Locate the line that contains "Catalog database file" in the entries below, then repeat it and every following line through the line that contains "let mut config", exactly, and no others.
[Start of Attachment]
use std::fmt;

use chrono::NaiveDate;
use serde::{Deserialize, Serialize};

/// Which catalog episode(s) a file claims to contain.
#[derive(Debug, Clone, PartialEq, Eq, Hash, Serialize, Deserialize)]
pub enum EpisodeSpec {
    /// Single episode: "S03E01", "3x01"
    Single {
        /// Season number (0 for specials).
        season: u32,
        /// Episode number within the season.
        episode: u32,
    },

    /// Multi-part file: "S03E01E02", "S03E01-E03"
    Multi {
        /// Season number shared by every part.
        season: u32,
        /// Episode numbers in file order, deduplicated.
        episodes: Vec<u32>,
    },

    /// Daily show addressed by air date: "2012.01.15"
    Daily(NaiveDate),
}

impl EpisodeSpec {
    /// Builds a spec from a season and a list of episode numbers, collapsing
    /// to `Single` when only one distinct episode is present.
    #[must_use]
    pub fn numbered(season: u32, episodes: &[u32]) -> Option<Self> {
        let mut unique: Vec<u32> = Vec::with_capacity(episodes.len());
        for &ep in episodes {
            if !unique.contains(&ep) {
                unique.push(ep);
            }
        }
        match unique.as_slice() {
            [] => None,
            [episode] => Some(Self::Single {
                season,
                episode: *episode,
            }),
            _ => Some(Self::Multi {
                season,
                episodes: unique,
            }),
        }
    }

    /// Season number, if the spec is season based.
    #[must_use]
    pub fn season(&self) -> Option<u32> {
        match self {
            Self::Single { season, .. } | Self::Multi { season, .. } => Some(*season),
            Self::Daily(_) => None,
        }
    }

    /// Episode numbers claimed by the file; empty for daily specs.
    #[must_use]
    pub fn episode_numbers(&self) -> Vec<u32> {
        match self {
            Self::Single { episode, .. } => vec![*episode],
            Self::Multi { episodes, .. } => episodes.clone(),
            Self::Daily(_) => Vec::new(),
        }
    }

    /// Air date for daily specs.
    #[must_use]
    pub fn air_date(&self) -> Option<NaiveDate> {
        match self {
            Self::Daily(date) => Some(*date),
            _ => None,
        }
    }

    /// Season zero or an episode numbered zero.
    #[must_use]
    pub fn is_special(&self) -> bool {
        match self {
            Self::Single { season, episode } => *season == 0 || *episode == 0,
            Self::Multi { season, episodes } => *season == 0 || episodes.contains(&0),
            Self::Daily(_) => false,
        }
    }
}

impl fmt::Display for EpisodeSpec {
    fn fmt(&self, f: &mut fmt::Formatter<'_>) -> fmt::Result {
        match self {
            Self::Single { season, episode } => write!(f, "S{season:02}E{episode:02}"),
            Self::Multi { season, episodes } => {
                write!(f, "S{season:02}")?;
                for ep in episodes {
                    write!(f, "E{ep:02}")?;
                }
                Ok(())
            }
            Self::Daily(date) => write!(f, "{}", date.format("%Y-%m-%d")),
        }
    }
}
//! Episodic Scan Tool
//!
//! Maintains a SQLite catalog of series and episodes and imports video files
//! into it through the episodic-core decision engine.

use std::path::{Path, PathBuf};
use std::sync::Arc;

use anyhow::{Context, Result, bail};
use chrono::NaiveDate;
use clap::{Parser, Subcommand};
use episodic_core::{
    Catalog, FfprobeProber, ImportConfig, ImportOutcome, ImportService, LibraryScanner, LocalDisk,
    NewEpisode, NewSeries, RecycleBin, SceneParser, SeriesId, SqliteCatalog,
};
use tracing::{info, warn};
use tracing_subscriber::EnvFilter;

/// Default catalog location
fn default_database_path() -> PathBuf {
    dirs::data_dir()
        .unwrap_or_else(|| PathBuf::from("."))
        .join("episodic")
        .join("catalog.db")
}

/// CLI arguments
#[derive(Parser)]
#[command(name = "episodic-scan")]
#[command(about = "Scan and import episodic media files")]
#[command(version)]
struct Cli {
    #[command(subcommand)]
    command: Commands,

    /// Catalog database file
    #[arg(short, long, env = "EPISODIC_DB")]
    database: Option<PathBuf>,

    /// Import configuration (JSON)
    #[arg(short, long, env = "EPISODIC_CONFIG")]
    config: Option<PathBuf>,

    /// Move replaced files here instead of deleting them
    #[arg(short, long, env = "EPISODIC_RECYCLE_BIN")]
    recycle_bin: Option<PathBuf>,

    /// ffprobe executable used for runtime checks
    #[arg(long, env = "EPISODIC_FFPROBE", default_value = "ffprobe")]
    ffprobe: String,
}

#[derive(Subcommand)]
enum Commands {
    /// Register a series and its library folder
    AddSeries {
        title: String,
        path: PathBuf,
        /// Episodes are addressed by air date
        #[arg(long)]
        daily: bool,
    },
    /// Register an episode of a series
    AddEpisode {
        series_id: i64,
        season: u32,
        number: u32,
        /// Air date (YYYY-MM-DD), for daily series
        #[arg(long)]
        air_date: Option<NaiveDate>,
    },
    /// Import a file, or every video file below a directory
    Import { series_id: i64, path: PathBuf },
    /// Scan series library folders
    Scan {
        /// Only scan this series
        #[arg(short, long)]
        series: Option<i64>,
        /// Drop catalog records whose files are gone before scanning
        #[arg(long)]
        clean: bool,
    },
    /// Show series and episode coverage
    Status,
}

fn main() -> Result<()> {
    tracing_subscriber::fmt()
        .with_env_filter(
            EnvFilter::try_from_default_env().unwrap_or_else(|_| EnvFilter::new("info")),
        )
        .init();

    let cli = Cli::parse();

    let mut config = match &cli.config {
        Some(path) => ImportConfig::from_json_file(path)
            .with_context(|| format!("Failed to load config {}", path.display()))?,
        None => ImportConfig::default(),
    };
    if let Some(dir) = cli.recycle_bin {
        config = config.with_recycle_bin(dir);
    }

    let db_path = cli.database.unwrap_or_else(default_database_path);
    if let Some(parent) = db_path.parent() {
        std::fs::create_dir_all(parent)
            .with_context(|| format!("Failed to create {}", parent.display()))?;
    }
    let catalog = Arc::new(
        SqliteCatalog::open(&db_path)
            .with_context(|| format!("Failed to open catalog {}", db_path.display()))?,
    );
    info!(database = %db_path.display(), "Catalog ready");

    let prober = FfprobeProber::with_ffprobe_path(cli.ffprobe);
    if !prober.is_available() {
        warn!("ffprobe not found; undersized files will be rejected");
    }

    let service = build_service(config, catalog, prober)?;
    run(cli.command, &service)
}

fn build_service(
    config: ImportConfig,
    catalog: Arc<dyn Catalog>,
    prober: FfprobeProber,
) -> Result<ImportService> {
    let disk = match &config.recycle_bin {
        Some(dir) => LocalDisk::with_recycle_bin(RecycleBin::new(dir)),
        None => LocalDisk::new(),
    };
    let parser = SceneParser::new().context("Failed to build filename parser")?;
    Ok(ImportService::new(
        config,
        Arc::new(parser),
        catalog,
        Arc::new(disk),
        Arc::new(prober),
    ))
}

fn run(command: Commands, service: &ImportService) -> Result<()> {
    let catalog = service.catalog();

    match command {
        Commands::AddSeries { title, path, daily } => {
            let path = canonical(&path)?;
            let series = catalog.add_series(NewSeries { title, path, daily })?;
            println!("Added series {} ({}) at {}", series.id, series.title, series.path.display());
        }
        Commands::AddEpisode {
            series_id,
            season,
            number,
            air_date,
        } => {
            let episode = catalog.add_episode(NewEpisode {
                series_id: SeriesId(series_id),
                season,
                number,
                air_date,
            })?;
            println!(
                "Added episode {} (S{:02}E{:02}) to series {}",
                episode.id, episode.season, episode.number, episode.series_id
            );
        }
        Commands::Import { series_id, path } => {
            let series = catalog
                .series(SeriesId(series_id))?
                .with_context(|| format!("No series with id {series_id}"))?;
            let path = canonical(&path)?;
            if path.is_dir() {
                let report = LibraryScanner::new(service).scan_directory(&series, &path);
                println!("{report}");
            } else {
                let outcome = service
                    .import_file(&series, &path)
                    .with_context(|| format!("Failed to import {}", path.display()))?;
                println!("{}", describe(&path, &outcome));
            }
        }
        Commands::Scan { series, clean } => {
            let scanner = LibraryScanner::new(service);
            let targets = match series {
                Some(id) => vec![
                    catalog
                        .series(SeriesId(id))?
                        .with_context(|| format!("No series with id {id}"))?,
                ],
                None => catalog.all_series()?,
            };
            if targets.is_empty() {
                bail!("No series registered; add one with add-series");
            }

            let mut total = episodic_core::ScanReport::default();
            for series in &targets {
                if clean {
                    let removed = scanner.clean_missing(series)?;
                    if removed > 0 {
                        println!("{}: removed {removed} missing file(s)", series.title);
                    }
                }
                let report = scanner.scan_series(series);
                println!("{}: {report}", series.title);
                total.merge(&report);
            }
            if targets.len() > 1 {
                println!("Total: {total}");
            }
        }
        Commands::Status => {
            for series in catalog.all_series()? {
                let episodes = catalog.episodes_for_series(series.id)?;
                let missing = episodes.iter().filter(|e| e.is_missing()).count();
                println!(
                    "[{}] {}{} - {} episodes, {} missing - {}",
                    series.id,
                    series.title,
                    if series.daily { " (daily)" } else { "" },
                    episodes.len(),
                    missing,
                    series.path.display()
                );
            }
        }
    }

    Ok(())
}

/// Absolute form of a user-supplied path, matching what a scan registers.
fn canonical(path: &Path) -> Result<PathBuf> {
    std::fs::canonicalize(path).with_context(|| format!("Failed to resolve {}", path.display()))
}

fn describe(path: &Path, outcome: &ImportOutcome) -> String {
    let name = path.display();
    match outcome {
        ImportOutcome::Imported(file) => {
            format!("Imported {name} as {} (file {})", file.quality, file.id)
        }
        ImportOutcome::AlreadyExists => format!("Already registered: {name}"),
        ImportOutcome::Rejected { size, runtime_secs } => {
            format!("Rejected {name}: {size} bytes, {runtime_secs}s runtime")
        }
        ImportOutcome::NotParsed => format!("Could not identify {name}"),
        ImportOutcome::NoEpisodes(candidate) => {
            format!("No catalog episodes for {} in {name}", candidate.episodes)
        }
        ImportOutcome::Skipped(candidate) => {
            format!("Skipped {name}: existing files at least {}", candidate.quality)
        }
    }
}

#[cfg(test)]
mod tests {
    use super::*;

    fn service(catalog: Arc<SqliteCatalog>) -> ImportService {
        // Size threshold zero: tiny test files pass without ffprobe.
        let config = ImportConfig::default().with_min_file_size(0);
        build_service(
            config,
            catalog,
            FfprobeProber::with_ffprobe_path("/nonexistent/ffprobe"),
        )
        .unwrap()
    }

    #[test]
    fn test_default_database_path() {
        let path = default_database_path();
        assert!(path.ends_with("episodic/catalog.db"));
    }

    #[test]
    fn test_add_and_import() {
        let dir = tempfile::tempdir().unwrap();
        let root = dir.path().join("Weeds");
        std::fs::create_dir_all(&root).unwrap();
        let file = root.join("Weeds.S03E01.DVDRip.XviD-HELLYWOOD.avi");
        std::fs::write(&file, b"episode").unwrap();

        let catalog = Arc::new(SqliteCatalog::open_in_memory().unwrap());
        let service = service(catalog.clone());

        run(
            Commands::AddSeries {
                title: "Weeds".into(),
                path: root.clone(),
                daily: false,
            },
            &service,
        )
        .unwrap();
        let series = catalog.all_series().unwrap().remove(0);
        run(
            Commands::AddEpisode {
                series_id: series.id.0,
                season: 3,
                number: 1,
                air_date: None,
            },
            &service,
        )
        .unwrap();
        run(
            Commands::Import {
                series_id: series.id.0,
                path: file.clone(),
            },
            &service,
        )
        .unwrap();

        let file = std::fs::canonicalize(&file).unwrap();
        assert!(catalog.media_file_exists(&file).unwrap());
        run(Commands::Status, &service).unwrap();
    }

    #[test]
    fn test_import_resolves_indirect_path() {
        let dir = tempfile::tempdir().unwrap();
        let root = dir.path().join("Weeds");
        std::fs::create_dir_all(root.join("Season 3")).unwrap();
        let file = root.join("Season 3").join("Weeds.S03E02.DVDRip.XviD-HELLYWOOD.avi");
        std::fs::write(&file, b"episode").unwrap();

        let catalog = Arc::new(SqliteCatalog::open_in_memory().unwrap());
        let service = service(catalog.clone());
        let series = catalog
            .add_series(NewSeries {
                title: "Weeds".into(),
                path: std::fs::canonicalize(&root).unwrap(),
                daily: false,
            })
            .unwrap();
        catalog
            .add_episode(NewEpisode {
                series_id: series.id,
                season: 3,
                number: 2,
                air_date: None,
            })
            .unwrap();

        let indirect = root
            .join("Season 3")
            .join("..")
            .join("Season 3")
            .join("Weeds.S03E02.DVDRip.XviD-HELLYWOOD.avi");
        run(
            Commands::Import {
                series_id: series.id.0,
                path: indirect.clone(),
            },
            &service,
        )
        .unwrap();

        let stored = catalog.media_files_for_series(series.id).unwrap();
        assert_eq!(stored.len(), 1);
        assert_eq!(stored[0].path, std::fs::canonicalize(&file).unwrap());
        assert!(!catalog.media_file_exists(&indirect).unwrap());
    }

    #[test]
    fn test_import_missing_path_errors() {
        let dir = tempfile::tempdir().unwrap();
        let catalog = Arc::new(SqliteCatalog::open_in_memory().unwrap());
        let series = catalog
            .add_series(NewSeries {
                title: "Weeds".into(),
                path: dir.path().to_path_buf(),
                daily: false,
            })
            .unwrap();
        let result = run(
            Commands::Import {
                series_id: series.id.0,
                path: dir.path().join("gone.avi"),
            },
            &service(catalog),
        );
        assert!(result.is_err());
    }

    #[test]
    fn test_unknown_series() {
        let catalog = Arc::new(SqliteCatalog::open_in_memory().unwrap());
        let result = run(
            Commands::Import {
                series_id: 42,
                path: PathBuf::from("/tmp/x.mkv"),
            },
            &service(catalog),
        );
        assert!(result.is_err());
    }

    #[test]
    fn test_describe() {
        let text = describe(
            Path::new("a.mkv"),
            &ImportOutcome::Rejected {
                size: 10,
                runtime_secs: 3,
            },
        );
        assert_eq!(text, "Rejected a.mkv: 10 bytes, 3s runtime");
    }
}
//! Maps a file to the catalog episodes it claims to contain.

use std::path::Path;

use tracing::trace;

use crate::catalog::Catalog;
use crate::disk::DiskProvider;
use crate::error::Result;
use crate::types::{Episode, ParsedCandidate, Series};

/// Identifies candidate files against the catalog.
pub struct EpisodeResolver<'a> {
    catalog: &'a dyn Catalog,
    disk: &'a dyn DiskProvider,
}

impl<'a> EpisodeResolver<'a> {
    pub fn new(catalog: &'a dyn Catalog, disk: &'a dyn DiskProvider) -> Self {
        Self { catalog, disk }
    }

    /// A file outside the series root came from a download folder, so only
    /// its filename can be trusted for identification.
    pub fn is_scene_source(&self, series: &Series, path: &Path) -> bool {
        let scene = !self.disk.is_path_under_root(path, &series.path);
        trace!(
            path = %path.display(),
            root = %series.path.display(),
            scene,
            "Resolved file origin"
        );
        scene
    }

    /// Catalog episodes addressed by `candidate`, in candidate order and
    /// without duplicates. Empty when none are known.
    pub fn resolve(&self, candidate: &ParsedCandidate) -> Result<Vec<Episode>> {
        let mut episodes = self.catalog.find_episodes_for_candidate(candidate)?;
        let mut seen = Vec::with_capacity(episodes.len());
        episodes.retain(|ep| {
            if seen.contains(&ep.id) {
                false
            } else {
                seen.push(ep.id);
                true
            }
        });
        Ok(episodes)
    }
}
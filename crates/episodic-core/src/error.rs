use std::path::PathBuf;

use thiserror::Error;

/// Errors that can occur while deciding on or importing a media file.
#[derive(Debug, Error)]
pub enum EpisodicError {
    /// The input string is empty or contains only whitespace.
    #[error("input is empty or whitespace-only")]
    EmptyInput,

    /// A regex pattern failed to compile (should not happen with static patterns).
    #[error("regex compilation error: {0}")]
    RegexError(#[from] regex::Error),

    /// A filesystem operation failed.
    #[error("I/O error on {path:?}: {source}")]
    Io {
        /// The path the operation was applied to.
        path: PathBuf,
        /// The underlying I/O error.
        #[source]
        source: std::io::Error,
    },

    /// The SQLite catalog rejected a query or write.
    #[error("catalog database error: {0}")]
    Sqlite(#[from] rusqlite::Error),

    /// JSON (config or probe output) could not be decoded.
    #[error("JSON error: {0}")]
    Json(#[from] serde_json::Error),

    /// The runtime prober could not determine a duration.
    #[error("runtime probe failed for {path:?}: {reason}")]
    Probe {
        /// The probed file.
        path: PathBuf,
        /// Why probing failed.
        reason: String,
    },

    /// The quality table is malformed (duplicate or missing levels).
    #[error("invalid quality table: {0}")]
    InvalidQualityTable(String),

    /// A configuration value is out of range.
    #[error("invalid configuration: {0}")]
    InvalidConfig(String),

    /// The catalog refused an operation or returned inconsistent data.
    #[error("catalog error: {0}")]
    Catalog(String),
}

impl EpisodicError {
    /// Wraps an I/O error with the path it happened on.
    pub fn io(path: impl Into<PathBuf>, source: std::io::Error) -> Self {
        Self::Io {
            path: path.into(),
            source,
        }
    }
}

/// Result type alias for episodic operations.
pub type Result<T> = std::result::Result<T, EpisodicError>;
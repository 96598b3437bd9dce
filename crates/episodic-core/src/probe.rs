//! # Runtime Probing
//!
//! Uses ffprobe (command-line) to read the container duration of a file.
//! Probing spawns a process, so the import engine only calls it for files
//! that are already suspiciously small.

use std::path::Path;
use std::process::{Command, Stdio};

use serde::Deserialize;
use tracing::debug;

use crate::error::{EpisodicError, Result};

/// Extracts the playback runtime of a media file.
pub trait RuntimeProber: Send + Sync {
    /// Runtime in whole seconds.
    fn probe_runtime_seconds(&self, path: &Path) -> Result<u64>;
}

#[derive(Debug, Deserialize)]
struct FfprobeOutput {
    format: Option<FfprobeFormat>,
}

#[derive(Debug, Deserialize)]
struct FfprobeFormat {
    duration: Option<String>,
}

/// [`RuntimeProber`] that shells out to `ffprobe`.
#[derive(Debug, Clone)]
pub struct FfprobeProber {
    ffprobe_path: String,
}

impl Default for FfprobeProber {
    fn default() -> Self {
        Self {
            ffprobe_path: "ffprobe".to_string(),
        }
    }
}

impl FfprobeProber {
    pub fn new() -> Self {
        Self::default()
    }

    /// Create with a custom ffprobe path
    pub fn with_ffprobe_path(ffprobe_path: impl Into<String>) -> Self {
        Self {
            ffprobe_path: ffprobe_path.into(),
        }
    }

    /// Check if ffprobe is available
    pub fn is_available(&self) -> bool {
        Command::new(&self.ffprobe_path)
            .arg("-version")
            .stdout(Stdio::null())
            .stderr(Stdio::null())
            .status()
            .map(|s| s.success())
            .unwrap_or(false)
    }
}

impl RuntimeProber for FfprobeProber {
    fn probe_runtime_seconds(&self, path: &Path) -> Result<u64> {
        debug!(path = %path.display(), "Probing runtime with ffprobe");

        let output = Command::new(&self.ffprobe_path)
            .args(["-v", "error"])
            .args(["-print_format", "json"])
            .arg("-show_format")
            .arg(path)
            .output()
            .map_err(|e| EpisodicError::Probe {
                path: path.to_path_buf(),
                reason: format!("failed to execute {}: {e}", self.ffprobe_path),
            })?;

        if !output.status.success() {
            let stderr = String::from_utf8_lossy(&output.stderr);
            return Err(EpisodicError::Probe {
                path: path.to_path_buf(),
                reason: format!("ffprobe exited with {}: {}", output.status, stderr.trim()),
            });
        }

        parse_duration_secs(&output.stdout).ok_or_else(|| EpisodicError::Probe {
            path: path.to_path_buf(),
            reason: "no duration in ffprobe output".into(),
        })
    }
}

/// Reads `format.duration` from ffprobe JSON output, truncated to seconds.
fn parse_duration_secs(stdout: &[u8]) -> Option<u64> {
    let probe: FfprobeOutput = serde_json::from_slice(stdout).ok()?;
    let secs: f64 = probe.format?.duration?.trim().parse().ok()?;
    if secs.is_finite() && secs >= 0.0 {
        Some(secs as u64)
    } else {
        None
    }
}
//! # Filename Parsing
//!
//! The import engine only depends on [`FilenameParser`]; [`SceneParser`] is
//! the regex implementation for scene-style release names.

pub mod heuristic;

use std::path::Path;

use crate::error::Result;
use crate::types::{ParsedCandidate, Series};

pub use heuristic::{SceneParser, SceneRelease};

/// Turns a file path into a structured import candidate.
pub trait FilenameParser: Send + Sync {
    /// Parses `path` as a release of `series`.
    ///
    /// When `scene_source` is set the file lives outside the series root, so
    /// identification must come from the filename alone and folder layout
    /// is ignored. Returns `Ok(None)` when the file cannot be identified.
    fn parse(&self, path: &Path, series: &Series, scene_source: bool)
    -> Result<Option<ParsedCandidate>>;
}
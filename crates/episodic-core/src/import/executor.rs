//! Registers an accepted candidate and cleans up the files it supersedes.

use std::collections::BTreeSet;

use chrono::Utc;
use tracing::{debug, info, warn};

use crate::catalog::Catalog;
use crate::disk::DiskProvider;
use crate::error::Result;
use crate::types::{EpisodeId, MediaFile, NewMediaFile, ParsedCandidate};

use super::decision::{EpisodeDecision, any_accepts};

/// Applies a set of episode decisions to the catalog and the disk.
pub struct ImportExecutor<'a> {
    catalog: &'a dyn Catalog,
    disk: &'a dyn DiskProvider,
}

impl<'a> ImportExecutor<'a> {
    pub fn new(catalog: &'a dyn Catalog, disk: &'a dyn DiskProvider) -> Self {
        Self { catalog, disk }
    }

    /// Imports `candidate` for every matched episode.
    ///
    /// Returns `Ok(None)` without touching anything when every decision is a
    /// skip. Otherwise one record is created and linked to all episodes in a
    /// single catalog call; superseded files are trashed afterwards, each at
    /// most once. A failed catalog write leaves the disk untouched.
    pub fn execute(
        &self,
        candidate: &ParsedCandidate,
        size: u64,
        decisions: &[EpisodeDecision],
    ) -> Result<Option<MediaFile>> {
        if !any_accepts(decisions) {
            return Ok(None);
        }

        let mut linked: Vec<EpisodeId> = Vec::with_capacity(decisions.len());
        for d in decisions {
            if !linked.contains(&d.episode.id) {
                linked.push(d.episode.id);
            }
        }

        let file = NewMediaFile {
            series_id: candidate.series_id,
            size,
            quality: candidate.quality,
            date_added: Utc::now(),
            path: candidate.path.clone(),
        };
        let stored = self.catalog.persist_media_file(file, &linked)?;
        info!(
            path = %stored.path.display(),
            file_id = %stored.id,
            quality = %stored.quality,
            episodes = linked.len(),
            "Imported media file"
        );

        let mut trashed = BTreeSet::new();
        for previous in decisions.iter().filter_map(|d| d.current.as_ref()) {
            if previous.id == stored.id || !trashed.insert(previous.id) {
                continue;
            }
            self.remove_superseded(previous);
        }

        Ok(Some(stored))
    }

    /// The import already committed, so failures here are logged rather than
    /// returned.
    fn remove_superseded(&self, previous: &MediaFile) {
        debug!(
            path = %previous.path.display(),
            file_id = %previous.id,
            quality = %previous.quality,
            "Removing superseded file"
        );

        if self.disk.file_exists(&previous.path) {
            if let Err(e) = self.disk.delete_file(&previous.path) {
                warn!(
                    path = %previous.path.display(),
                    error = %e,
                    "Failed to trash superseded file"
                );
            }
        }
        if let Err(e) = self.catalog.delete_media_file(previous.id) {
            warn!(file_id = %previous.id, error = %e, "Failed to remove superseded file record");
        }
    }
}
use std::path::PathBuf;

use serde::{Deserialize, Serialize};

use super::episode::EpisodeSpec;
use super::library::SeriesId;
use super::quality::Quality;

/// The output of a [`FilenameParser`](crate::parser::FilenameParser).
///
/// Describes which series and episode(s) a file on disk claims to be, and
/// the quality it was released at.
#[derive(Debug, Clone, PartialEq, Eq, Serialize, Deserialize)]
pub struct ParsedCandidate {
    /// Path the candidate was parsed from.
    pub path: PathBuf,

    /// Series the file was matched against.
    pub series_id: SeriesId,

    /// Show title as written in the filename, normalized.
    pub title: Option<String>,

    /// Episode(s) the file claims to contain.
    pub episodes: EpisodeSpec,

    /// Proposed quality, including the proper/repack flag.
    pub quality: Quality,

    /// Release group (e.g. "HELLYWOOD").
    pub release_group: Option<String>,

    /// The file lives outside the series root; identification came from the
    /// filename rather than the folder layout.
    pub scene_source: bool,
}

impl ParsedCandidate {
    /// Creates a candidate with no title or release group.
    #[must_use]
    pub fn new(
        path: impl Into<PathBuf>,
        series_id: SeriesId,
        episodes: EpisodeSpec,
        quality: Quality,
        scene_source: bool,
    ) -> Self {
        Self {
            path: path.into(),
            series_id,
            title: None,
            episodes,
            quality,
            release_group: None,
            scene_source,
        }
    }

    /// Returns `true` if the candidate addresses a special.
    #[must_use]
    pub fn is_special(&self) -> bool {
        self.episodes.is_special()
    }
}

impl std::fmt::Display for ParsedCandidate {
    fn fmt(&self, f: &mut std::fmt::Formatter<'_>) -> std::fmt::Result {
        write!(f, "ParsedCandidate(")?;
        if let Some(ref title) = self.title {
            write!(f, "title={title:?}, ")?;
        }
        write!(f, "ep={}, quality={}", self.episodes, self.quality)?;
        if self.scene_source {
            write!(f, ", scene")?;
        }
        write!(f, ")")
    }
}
[End of Attachment]
## Result of this exercise
    /// Catalog database file
    #[arg(short, long, env = "EPISODIC_DB")]
    database: Option<PathBuf>,

    /// Import configuration (JSON)
    #[arg(short, long, env = "EPISODIC_CONFIG")]
    config: Option<PathBuf>,

    /// Move replaced files here instead of deleting them
    #[arg(short, long, env = "EPISODIC_RECYCLE_BIN")]
    recycle_bin: Option<PathBuf>,

    /// ffprobe executable used for runtime checks
    #[arg(long, env = "EPISODIC_FFPROBE", default_value = "ffprobe")]
    ffprobe: String,
}

#[derive(Subcommand)]
enum Commands {
    /// Register a series and its library folder
    AddSeries {
        title: String,
        path: PathBuf,
        /// Episodes are addressed by air date
        #[arg(long)]
        daily: bool,
    },
    /// Register an episode of a series
    AddEpisode {
        series_id: i64,
        season: u32,
        number: u32,
        /// Air date (YYYY-MM-DD), for daily series
        #[arg(long)]
        air_date: Option<NaiveDate>,
    },
    /// Import a file, or every video file below a directory
    Import { series_id: i64, path: PathBuf },
    /// Scan series library folders
    Scan {
        /// Only scan this series
        #[arg(short, long)]
        series: Option<i64>,
        /// Drop catalog records whose files are gone before scanning
        #[arg(long)]
        clean: bool,
    },
    /// Show series and episode coverage
    Status,
}

fn main() -> Result<()> {
    tracing_subscriber::fmt()
        .with_env_filter(
            EnvFilter::try_from_default_env().unwrap_or_else(|_| EnvFilter::new("info")),
        )
        .init();

    let cli = Cli::parse();

    let mut config = match &cli.config {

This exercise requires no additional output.